== Exercise materials ==
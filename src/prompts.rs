//! Prompt templates for answer generation.
//!
//! Every prompt the library sends is built here so tests can inspect the
//! exact text without a live endpoint. The label and the context document
//! are always embedded verbatim; callers downstream rely on finding both as
//! substrings of the request.

use crate::error::FormFillError;

/// Placeholder replaced by the OCR'd field label.
pub const LABEL_PLACEHOLDER: &str = "{label}";

/// Placeholder replaced by the full context document.
pub const CONTEXT_PLACEHOLDER: &str = "{context}";

/// Default template used when `FillConfig::prompt_template` is `None`.
pub const DEFAULT_PROMPT_TEMPLATE: &str = r#"You are filling in a paper form on behalf of a person.
Use ONLY the background information below to answer.

BACKGROUND INFORMATION:
"""
{context}
"""

FORM FIELD LABEL:
"""
{label}
"""

Rules:
- Reply with the value to write in the field and nothing else
- Keep it short enough to fit on a single line of a form
- Do NOT repeat the label, add quotes, or explain your answer
- If the background information does not contain the answer, reply with N/A"#;

/// Extra line inserted when OCR recovered no label at all.
pub const UNLABELLED_HINT: &str =
    "The field label could not be read; infer the most likely field from the background information.";

/// Ensure a custom template keeps both placeholders.
pub fn validate_template(template: &str) -> Result<(), FormFillError> {
    for placeholder in [LABEL_PLACEHOLDER, CONTEXT_PLACEHOLDER] {
        if !template.contains(placeholder) {
            return Err(FormFillError::InvalidConfig(format!(
                "prompt template must contain {placeholder}"
            )));
        }
    }
    Ok(())
}

/// Build the prompt for one field.
///
/// Placeholders are expanded in a single pass over the template, so braces
/// inside the label or the context document are copied through untouched.
pub fn build_prompt(template: Option<&str>, label: &str, context: &str) -> String {
    let template = template.unwrap_or(DEFAULT_PROMPT_TEMPLATE);
    let mut prompt = String::with_capacity(template.len() + label.len() + context.len());
    let mut rest = template;
    while let Some(pos) = rest.find('{') {
        prompt.push_str(&rest[..pos]);
        let tail = &rest[pos..];
        if let Some(after) = tail.strip_prefix(LABEL_PLACEHOLDER) {
            prompt.push_str(label);
            rest = after;
        } else if let Some(after) = tail.strip_prefix(CONTEXT_PLACEHOLDER) {
            prompt.push_str(context);
            rest = after;
        } else {
            prompt.push('{');
            rest = &tail[1..];
        }
    }
    prompt.push_str(rest);

    if label.trim().is_empty() {
        prompt.push_str("\n\n");
        prompt.push_str(UNLABELLED_HINT);
    }
    prompt
}

#[cfg(test)]
mod tests {
    use super::*;

    #[test]
    fn default_prompt_embeds_label_and_context() {
        let prompt = build_prompt(None, "Test Field Name", "Dummy Context Data");
        assert!(prompt.contains("Test Field Name"));
        assert!(prompt.contains("Dummy Context Data"));
        assert!(!prompt.contains(UNLABELLED_HINT));
    }

    #[test]
    fn empty_label_still_builds() {
        let prompt = build_prompt(None, "", "Name: Ada Lovelace");
        assert!(prompt.contains("Name: Ada Lovelace"));
        assert!(prompt.contains(UNLABELLED_HINT));
    }

    #[test]
    fn braces_in_label_are_not_expanded() {
        let prompt = build_prompt(Some("{label} :: {context}"), "{context}", "ctx");
        assert_eq!(prompt, "{context} :: ctx");
    }

    #[test]
    fn custom_template_validation() {
        assert!(validate_template("{label} {context}").is_ok());
        assert!(validate_template("{label}").is_err());
        assert!(validate_template("{context}").is_err());
        assert!(validate_template(DEFAULT_PROMPT_TEMPLATE).is_ok());
    }
}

== Exercise ==
Every line that contains "const" should be copied out of the data.

== Result of this task ==
pub const LABEL_PLACEHOLDER: &str = "{label}";
pub const CONTEXT_PLACEHOLDER: &str = "{context}";
pub const DEFAULT_PROMPT_TEMPLATE: &str = r#"You are filling in a paper form on behalf of a person.
pub const UNLABELLED_HINT: &str =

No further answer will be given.